Depuis décembre 1916, le 32e Corps d'Armée comptait quatre divisions au lieu de deux. A la 40e commandée par le général Leconte, et à la 42e commandée par le général Deville, on avait ajoute la 69e commandée par le général Monroë, et la 165e, commandée par le général Caron.

Le 32e Corps d'Armée n'était plus sous les ordres du général Debeney, qui l'avait conduit à la victoire de la Somme.
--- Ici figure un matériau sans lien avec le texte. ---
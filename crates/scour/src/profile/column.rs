//! Per-column statistical profiling.

use indexmap::IndexMap;
use serde::{Deserialize, Serialize};

use crate::table::Value;

/// Dtype classification for a profiled column.
#[derive(Debug, Clone, Copy, PartialEq, Eq, Hash, Serialize, Deserialize)]
#[serde(rename_all = "snake_case")]
pub enum DtypeCategory {
    /// All non-missing cells are numbers.
    Numeric,
    /// Text or mixed cell types.
    Categorical,
    /// All non-missing cells are date/time values.
    Datetime,
    /// All non-missing cells are booleans.
    Boolean,
}

impl DtypeCategory {
    /// Get a human-readable label.
    pub fn label(&self) -> &'static str {
        match self {
            DtypeCategory::Numeric => "numeric",
            DtypeCategory::Categorical => "categorical",
            DtypeCategory::Datetime => "datetime",
            DtypeCategory::Boolean => "boolean",
        }
    }
}

/// Numeric descriptive statistics over the non-missing values of a column.
#[derive(Debug, Clone, PartialEq, Serialize, Deserialize)]
pub struct NumericProfile {
    pub mean: f64,
    /// Sample standard deviation (ddof = 1); 0 for a single value.
    pub std: f64,
    pub min: f64,
    pub max: f64,
    pub median: f64,
    /// First quartile (25th percentile, linear interpolation).
    pub q1: f64,
    /// Third quartile (75th percentile, linear interpolation).
    pub q3: f64,
    /// Values outside the Tukey fences.
    pub outliers_count: usize,
    /// `outliers_count / count` over non-missing values.
    pub outliers_rate: f64,
}

impl NumericProfile {
    /// Calculate the interquartile range.
    pub fn iqr(&self) -> f64 {
        self.q3 - self.q1
    }

    /// Lower and upper Tukey fences for the given IQR multiplier.
    pub fn outlier_fences(&self, multiplier: f64) -> (f64, f64) {
        let iqr = self.iqr();
        (self.q1 - multiplier * iqr, self.q3 + multiplier * iqr)
    }

    /// Check if a value falls outside the fences.
    pub fn is_outlier(&self, value: f64, multiplier: f64) -> bool {
        let (lower, upper) = self.outlier_fences(multiplier);
        value < lower || value > upper
    }
}

/// Profile of a single column.
#[derive(Debug, Clone, PartialEq, Serialize, Deserialize)]
pub struct ColumnProfile {
    pub dtype_category: DtypeCategory,
    /// Number of non-missing values.
    pub count: usize,
    /// Number of missing values.
    pub missing: usize,
    /// `missing / total` (0 for an empty column).
    pub missing_rate: f64,
    /// Number of distinct non-missing values.
    pub unique: usize,
    /// `unique / total` (0 for an empty column).
    pub unique_rate: f64,
    /// Present iff the column is numeric with at least one value.
    #[serde(skip_serializing_if = "Option::is_none")]
    pub numeric: Option<NumericProfile>,
    /// The 10 most frequent values, descending, for low-cardinality
    /// non-numeric columns. Keys are stringified values.
    #[serde(skip_serializing_if = "Option::is_none")]
    pub top_values: Option<IndexMap<String, usize>>,
}

/// Computes descriptive statistics and a dtype classification for one column.
#[derive(Debug, Clone)]
pub struct ColumnProfiler {
    /// Maximum unique values for `top_values` to be reported.
    categorical_threshold: usize,
    /// Maximum entries in `top_values`.
    top_values_limit: usize,
    /// Outlier detection multiplier for the IQR method.
    iqr_multiplier: f64,
}

impl ColumnProfiler {
    /// Create a profiler with default settings.
    pub fn new() -> Self {
        Self {
            categorical_threshold: 20,
            top_values_limit: 10,
            iqr_multiplier: 1.5,
        }
    }

    /// Profile one column. Pure function of the input values.
    pub fn profile(&self, values: &[Value]) -> ColumnProfile {
        let total = values.len();
        let count = values.iter().filter(|v| !v.is_missing()).count();
        let missing = total - count;

        // Frequencies in first-encounter order; keys stringified.
        let mut value_counts: IndexMap<String, usize> = IndexMap::new();
        for value in values.iter().filter(|v| !v.is_missing()) {
            *value_counts.entry(value.to_string()).or_insert(0) += 1;
        }
        let unique = value_counts.len();

        let (missing_rate, unique_rate) = if total == 0 {
            (0.0, 0.0)
        } else {
            (missing as f64 / total as f64, unique as f64 / total as f64)
        };

        let dtype_category = dtype_of(values);

        let numeric = if dtype_category == DtypeCategory::Numeric && count > 0 {
            let numbers: Vec<f64> = values.iter().filter_map(Value::as_number).collect();
            Some(self.numeric_profile(&numbers))
        } else {
            None
        };

        let top_values = if dtype_category != DtypeCategory::Numeric
            && unique > 0
            && unique <= self.categorical_threshold
        {
            // Stable sort keeps first-encounter order among ties.
            let mut entries: Vec<(String, usize)> = value_counts.into_iter().collect();
            entries.sort_by(|a, b| b.1.cmp(&a.1));
            Some(entries.into_iter().take(self.top_values_limit).collect())
        } else {
            None
        };

        ColumnProfile {
            dtype_category,
            count,
            missing,
            missing_rate,
            unique,
            unique_rate,
            numeric,
            top_values,
        }
    }

    fn numeric_profile(&self, values: &[f64]) -> NumericProfile {
        let count = values.len();
        let mut sorted = values.to_vec();
        sorted.sort_by(|a, b| a.partial_cmp(b).unwrap_or(std::cmp::Ordering::Equal));

        let mean = sorted.iter().sum::<f64>() / count as f64;
        let std = sample_std(&sorted, mean);
        let q1 = quantile(&sorted, 0.25);
        let median = quantile(&sorted, 0.5);
        let q3 = quantile(&sorted, 0.75);

        let iqr = q3 - q1;
        let lower = q1 - self.iqr_multiplier * iqr;
        let upper = q3 + self.iqr_multiplier * iqr;
        let outliers_count = sorted.iter().filter(|&&v| v < lower || v > upper).count();

        NumericProfile {
            mean,
            std,
            min: sorted[0],
            max: sorted[count - 1],
            median,
            q1,
            q3,
            outliers_count,
            outliers_rate: outliers_count as f64 / count as f64,
        }
    }
}

impl Default for ColumnProfiler {
    fn default() -> Self {
        Self::new()
    }
}

/// Classify a column's dtype from its cell types.
///
/// Uniform non-missing cell types map to their category; mixed columns are
/// categorical. A column with no non-missing cells classifies as numeric,
/// matching how an all-missing numeric source column presents.
pub(crate) fn dtype_of(values: &[Value]) -> DtypeCategory {
    let mut category: Option<DtypeCategory> = None;
    for value in values {
        let cell = match value {
            Value::Number(_) => DtypeCategory::Numeric,
            Value::Bool(_) => DtypeCategory::Boolean,
            Value::DateTime(_) => DtypeCategory::Datetime,
            Value::Text(_) => DtypeCategory::Categorical,
            Value::Missing => continue,
        };
        match category {
            None => category = Some(cell),
            Some(seen) if seen == cell => {}
            Some(_) => return DtypeCategory::Categorical,
        }
    }
    category.unwrap_or(DtypeCategory::Numeric)
}

/// Sample standard deviation (ddof = 1). Zero for fewer than two values.
fn sample_std(values: &[f64], mean: f64) -> f64 {
    if values.len() < 2 {
        return 0.0;
    }
    let sum_sq: f64 = values.iter().map(|v| (v - mean) * (v - mean)).sum();
    (sum_sq / (values.len() - 1) as f64).sqrt()
}

/// Quantile with linear interpolation over a sorted slice.
pub(crate) fn quantile(sorted: &[f64], q: f64) -> f64 {
    let n = sorted.len();
    if n == 1 {
        return sorted[0];
    }
    let pos = q * (n - 1) as f64;
    let lo = pos.floor() as usize;
    let hi = pos.ceil() as usize;
    if lo == hi {
        sorted[lo]
    } else {
        sorted[lo] + (pos - lo as f64) * (sorted[hi] - sorted[lo])
    }
}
C'était le général Passaga, dont la division « La Gauloise » s'était illustrée en Argonne, qui était à sa tête.

 

Pour l'attaque du 16 avril, la 69e division, qui comprenait les 151e, 162e et 267e régiments d'infanterie, se trouvait face à la ferme du Choléra et devait atteindre Juvincourt, puis obliquer à l'est et marcher sur Prouvais.

La 42e division, qui comptait les 94e et 332e régiments d'infanterie et les 8e et 16e bataillons de chasseurs, occupait Berry-au-Bac et devait marcher sur Condé-sur-Suippe et Guignicourt.

Entre ces deux divisions, la 165e (nouvellement formée), comprenant les 154e, 155e et 287e régiments d'infanterie, devait aller directement à Prouvais.

La 40e division, composée des 150e, 161e et 251e régiments d'infanterie, avait pour mission d'attaquer au sud de la cote 108, dans la région de Sapigneul.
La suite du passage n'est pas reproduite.